▶ AIM OF THE TASK
The stretch from the line with "filename crates/codemap/src/graph/mod.rs" through the line with "it depends on)." in the records below: write it out exactly, and nothing else.

▶ RECORDS PROVIDED
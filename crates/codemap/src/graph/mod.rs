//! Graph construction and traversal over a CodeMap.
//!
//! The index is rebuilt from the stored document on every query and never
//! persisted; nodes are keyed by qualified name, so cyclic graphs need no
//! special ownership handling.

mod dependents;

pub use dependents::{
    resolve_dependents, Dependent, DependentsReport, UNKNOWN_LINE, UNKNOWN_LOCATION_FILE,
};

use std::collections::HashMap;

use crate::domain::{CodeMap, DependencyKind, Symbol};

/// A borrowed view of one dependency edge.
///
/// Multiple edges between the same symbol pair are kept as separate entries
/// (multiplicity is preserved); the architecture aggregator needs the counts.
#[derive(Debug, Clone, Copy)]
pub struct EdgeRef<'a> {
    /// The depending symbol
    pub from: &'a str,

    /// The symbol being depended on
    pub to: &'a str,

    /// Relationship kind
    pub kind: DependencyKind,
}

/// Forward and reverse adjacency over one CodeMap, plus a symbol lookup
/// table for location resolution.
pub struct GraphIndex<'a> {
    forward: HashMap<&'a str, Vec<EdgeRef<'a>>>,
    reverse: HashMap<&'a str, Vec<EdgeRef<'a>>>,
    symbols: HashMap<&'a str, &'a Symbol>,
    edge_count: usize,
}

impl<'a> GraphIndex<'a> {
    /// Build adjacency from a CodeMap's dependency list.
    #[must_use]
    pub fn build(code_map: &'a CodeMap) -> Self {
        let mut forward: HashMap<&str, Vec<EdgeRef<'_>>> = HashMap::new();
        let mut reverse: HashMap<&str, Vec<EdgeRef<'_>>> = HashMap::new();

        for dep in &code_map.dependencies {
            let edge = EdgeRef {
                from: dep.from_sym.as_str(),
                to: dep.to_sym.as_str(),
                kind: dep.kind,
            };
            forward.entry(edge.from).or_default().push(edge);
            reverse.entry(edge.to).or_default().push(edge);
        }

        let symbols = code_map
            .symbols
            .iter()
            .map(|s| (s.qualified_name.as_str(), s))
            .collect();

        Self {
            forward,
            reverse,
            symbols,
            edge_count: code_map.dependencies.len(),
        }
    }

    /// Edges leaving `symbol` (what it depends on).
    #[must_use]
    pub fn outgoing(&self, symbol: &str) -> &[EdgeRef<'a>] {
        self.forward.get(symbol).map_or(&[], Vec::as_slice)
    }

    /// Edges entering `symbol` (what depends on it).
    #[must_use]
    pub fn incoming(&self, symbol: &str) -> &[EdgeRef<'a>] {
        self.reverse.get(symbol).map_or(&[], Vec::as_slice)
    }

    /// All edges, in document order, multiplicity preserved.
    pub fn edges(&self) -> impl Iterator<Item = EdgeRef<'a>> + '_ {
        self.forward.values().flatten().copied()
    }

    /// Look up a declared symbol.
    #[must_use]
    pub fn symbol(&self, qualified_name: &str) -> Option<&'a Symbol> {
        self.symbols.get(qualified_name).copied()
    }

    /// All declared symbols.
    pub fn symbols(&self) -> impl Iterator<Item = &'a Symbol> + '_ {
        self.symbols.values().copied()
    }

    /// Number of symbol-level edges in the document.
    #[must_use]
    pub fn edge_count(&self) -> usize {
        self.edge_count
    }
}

* * *

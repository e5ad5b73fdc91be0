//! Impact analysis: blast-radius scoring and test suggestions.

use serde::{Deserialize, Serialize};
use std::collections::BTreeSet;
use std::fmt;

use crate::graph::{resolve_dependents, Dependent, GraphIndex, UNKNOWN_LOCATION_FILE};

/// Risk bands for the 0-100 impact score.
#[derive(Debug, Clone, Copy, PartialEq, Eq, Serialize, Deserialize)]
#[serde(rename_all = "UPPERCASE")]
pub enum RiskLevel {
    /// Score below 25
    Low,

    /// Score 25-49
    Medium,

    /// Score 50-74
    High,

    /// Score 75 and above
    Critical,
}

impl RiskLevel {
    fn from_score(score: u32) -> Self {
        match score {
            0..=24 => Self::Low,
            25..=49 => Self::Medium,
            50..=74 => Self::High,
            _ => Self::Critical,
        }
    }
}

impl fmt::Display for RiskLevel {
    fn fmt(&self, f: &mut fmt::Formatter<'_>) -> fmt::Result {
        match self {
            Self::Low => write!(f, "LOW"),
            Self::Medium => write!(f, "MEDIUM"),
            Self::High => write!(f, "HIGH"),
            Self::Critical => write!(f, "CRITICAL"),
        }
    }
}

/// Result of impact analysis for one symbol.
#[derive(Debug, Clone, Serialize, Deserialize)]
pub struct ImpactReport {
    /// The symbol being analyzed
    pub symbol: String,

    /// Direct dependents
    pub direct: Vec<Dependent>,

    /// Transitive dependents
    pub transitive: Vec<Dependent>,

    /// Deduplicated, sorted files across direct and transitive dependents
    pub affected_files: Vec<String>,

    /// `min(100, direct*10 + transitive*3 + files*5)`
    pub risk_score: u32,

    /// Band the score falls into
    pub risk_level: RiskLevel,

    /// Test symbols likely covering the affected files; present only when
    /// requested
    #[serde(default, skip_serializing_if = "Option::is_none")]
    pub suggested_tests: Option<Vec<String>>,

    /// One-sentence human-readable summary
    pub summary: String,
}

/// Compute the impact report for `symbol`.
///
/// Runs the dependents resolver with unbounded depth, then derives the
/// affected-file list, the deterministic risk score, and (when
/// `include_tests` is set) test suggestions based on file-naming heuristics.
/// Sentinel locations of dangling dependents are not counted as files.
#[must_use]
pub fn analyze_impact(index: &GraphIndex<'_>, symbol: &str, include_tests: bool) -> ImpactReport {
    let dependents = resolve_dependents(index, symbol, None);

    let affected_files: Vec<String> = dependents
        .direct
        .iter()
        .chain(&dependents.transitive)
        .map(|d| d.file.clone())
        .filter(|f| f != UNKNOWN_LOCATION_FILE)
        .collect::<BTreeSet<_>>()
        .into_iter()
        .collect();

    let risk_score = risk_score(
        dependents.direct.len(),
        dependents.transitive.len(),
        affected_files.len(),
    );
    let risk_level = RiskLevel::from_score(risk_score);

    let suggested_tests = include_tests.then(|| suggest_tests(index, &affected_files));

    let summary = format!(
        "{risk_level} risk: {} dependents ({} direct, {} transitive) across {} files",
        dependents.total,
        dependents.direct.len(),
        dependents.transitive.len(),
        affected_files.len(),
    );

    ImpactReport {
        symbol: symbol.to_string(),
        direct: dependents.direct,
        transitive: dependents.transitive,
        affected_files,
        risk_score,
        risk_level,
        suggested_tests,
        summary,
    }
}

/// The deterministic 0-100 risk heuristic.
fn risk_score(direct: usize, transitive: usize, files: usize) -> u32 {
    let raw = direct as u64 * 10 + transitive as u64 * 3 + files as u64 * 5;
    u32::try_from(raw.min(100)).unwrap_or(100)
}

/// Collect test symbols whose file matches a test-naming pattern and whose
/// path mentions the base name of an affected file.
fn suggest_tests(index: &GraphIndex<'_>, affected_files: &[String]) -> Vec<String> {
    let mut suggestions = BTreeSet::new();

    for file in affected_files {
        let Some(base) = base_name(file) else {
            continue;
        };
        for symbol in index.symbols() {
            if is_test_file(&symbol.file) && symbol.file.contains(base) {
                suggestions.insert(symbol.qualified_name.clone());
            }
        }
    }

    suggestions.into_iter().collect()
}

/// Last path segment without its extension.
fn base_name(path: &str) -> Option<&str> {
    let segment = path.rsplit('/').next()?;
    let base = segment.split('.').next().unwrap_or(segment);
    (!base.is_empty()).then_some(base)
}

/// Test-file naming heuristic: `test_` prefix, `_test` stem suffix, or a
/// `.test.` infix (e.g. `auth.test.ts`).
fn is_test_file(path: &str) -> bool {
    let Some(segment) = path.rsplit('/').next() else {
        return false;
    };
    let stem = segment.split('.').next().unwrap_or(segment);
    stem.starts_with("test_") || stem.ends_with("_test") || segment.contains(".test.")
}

* * *

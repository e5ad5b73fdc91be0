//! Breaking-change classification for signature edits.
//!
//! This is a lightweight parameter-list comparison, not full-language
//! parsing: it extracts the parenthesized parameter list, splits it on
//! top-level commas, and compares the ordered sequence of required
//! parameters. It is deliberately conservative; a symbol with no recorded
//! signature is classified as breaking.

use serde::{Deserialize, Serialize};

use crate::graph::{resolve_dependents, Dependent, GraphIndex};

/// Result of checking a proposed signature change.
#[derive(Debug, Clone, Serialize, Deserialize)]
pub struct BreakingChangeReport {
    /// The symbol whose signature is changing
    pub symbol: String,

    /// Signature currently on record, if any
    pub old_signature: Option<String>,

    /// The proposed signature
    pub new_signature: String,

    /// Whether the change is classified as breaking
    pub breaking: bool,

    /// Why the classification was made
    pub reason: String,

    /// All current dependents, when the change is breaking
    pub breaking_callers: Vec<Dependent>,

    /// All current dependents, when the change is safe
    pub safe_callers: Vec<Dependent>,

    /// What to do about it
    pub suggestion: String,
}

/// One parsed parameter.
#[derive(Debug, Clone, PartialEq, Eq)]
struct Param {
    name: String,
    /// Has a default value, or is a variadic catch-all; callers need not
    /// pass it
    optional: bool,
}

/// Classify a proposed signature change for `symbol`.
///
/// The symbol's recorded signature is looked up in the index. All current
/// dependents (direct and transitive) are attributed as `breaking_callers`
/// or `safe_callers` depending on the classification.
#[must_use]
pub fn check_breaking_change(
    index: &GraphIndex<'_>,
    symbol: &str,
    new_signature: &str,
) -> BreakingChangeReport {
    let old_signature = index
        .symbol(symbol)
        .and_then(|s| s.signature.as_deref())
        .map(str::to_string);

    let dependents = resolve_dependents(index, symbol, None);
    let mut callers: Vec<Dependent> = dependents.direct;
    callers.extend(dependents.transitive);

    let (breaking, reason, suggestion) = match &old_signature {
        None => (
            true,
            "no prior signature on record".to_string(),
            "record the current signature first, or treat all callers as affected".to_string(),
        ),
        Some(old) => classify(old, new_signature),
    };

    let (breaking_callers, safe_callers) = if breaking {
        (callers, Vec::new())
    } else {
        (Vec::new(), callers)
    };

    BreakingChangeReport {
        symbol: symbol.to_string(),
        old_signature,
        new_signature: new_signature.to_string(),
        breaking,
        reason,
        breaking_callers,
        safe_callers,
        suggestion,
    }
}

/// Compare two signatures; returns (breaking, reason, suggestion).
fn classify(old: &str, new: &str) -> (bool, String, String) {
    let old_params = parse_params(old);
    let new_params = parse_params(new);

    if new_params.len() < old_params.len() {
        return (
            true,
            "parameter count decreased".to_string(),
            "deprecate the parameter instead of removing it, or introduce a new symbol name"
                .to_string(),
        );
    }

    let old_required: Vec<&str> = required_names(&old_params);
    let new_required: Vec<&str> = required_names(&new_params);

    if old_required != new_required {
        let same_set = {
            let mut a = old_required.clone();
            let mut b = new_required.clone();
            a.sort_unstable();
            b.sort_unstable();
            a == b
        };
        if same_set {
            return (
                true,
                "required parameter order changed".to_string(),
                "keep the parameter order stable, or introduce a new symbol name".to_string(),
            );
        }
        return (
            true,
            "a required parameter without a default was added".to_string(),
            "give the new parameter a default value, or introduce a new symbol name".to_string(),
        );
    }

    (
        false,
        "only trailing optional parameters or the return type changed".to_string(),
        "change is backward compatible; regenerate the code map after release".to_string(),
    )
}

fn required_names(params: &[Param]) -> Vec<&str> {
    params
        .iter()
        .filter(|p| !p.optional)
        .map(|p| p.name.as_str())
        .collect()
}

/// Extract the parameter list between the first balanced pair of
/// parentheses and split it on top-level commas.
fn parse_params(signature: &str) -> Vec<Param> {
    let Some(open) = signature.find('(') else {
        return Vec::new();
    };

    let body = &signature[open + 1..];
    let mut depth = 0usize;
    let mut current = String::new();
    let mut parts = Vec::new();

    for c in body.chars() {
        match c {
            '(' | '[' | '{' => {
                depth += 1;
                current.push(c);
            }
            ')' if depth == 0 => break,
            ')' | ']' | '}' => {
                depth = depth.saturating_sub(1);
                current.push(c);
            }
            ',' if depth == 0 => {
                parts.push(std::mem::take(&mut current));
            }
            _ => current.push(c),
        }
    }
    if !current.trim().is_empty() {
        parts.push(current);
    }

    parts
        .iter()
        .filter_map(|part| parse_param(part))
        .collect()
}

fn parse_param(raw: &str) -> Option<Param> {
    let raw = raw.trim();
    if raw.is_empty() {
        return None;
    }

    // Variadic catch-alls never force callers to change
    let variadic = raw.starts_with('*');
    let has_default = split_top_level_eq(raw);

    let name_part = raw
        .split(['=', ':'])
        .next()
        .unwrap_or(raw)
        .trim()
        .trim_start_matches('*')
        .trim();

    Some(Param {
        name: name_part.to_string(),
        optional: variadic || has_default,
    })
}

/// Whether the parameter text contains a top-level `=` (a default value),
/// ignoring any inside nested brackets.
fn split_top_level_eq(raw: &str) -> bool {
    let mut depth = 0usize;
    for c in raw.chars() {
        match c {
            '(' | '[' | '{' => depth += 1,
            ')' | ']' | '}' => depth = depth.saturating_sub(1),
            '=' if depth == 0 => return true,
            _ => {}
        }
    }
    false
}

▶ ANSWER SPACE
filename crates/codemap/src/graph/mod.rs
//! Graph construction and traversal over a CodeMap.
//!
//! The index is rebuilt from the stored document on every query and never
//! persisted; nodes are keyed by qualified name, so cyclic graphs need no
//! special ownership handling.

mod dependents;

pub use dependents::{
    resolve_dependents, Dependent, DependentsReport, UNKNOWN_LINE, UNKNOWN_LOCATION_FILE,
};

use std::collections::HashMap;

use crate::domain::{CodeMap, DependencyKind, Symbol};

/// A borrowed view of one dependency edge.
///
/// Multiple edges between the same symbol pair are kept as separate entries
/// (multiplicity is preserved); the architecture aggregator needs the counts.
#[derive(Debug, Clone, Copy)]
pub struct EdgeRef<'a> {
    /// The depending symbol
    pub from: &'a str,

    /// The symbol being depended on
    pub to: &'a str,

    /// Relationship kind
    pub kind: DependencyKind,
}

/// Forward and reverse adjacency over one CodeMap, plus a symbol lookup
/// table for location resolution.
pub struct GraphIndex<'a> {
    forward: HashMap<&'a str, Vec<EdgeRef<'a>>>,
    reverse: HashMap<&'a str, Vec<EdgeRef<'a>>>,
    symbols: HashMap<&'a str, &'a Symbol>,
    edge_count: usize,
}

impl<'a> GraphIndex<'a> {
    /// Build adjacency from a CodeMap's dependency list.
    #[must_use]
    pub fn build(code_map: &'a CodeMap) -> Self {
        let mut forward: HashMap<&str, Vec<EdgeRef<'_>>> = HashMap::new();
        let mut reverse: HashMap<&str, Vec<EdgeRef<'_>>> = HashMap::new();

        for dep in &code_map.dependencies {
            let edge = EdgeRef {
                from: dep.from_sym.as_str(),
                to: dep.to_sym.as_str(),
                kind: dep.kind,
            };
            forward.entry(edge.from).or_default().push(edge);
            reverse.entry(edge.to).or_default().push(edge);
        }

        let symbols = code_map
            .symbols
            .iter()
            .map(|s| (s.qualified_name.as_str(), s))
            .collect();

        Self {
            forward,
            reverse,
            symbols,
            edge_count: code_map.dependencies.len(),
        }
    }

    /// Edges leaving `symbol` (what it depends on).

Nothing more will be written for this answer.